> _Task requirements_:
Both the line with "let workload = AmdahlWorkload" and the line with "let at_four = report.entry(4).unwrap().speedup.unwrap();" in the records below must appear in the output, along with every line between them, exactly and with nothing added.

> _Information shown_:
Start of Block

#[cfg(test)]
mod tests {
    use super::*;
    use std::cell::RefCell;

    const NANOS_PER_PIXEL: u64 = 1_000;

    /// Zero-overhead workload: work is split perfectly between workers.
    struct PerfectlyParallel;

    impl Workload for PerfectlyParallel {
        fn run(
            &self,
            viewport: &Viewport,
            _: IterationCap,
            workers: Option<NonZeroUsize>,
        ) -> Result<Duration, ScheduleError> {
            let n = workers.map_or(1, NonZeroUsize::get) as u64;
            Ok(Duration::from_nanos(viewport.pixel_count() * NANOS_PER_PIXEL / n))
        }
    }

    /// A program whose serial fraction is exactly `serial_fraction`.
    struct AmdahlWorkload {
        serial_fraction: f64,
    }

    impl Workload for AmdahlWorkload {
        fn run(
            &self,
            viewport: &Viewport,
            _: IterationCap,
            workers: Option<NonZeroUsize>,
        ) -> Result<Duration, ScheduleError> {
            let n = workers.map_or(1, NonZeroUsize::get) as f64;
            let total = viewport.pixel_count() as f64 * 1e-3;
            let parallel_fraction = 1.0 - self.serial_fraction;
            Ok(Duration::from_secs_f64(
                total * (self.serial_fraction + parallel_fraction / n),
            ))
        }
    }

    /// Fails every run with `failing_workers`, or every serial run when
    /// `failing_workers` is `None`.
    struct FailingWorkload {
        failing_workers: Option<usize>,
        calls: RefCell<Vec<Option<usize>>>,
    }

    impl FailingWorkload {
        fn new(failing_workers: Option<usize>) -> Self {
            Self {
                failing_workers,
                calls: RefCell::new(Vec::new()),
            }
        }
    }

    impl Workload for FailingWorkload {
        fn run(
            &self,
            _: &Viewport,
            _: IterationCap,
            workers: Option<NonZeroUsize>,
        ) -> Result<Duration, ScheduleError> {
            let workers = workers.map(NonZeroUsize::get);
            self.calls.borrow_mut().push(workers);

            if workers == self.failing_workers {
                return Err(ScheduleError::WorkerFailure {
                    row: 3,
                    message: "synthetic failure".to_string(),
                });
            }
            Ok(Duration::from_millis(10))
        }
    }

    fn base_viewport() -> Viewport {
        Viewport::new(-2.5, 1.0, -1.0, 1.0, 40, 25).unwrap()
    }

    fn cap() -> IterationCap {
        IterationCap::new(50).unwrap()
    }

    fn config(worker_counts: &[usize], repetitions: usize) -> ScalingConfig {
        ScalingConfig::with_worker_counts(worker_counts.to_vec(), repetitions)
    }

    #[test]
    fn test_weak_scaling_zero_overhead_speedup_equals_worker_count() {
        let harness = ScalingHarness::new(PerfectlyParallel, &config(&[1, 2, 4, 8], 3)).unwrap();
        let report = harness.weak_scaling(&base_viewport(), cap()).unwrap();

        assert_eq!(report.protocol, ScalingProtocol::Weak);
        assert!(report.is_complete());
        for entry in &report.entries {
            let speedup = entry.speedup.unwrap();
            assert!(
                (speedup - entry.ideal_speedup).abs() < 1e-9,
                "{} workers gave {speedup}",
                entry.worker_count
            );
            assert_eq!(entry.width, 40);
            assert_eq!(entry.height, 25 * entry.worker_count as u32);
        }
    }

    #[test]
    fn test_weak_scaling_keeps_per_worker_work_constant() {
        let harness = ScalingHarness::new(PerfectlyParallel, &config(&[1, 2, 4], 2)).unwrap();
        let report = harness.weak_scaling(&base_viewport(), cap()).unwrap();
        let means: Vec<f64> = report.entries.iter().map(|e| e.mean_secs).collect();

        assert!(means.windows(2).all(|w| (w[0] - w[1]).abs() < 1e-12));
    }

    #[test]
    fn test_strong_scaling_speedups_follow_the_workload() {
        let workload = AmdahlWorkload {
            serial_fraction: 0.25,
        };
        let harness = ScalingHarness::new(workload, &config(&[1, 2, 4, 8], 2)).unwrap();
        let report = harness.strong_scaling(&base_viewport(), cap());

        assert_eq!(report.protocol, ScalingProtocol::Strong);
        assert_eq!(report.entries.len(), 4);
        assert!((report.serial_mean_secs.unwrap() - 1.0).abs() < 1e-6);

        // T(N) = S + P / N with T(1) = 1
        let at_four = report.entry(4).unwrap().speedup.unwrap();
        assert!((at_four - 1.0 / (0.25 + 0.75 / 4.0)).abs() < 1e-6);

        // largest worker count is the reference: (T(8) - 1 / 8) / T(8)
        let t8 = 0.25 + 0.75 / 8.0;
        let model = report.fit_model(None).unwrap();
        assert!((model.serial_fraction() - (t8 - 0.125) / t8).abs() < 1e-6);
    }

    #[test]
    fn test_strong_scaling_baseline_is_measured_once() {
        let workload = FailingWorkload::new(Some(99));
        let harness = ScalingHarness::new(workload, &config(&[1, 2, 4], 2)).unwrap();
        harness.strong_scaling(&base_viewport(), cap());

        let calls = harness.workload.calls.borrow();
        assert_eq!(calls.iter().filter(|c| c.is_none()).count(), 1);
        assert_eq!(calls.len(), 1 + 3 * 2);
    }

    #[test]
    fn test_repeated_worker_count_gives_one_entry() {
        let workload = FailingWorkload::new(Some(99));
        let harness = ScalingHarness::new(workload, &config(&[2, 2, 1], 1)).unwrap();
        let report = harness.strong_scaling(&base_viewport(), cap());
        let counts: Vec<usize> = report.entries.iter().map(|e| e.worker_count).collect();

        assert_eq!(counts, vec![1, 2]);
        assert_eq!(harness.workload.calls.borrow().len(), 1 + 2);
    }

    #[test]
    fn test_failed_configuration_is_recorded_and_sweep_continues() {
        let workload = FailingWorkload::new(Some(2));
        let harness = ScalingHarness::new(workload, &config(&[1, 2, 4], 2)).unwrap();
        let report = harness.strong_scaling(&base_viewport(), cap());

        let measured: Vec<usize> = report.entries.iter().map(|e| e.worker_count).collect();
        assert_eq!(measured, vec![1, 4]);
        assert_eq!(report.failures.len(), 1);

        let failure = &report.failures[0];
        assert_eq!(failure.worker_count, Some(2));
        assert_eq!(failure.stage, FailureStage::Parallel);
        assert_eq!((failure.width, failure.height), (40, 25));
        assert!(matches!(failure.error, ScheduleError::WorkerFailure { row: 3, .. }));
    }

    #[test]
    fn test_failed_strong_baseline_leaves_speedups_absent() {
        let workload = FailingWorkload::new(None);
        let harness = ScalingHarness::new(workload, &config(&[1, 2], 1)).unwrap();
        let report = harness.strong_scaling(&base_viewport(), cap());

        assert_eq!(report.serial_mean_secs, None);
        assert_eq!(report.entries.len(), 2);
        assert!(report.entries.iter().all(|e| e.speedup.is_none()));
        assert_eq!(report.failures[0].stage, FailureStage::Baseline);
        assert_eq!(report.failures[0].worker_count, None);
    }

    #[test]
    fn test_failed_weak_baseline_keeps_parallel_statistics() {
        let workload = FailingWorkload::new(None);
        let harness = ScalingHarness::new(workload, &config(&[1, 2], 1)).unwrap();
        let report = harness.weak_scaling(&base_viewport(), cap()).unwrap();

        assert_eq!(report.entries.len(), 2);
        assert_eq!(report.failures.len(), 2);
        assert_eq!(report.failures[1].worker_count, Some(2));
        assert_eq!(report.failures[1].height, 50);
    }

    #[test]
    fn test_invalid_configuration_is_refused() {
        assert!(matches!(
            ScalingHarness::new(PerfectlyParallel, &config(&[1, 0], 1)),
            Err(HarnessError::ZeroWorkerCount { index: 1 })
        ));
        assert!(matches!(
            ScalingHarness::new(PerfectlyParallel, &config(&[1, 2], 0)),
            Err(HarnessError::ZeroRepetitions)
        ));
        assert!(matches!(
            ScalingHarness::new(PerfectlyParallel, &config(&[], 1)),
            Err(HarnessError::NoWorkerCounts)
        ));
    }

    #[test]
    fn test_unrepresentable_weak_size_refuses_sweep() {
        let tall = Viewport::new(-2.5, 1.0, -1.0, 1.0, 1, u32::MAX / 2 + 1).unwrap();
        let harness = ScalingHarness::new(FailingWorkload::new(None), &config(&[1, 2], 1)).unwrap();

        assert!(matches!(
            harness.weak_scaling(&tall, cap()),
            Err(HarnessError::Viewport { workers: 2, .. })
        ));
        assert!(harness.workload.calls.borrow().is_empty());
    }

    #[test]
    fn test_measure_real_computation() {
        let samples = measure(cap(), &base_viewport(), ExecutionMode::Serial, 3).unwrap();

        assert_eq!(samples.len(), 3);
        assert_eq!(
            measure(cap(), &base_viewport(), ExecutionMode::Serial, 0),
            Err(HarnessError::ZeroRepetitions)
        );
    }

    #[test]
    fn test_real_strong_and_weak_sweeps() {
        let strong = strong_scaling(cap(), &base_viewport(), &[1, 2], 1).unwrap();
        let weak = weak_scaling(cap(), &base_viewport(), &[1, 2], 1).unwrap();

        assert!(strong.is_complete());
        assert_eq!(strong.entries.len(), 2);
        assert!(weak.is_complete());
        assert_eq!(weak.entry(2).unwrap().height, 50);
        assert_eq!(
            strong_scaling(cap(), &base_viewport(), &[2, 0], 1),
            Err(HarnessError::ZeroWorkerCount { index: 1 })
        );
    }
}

End of Block

> _Response area_:
        let workload = AmdahlWorkload {
            serial_fraction: 0.25,
        };
        let harness = ScalingHarness::new(workload, &config(&[1, 2, 4, 8], 2)).unwrap();
        let report = harness.strong_scaling(&base_viewport(), cap());

        assert_eq!(report.protocol, ScalingProtocol::Strong);
        assert_eq!(report.entries.len(), 4);
        assert!((report.serial_mean_secs.unwrap() - 1.0).abs() < 1e-6);

        // T(N) = S + P / N with T(1) = 1
        let at_four = report.entry(4).unwrap().speedup.unwrap();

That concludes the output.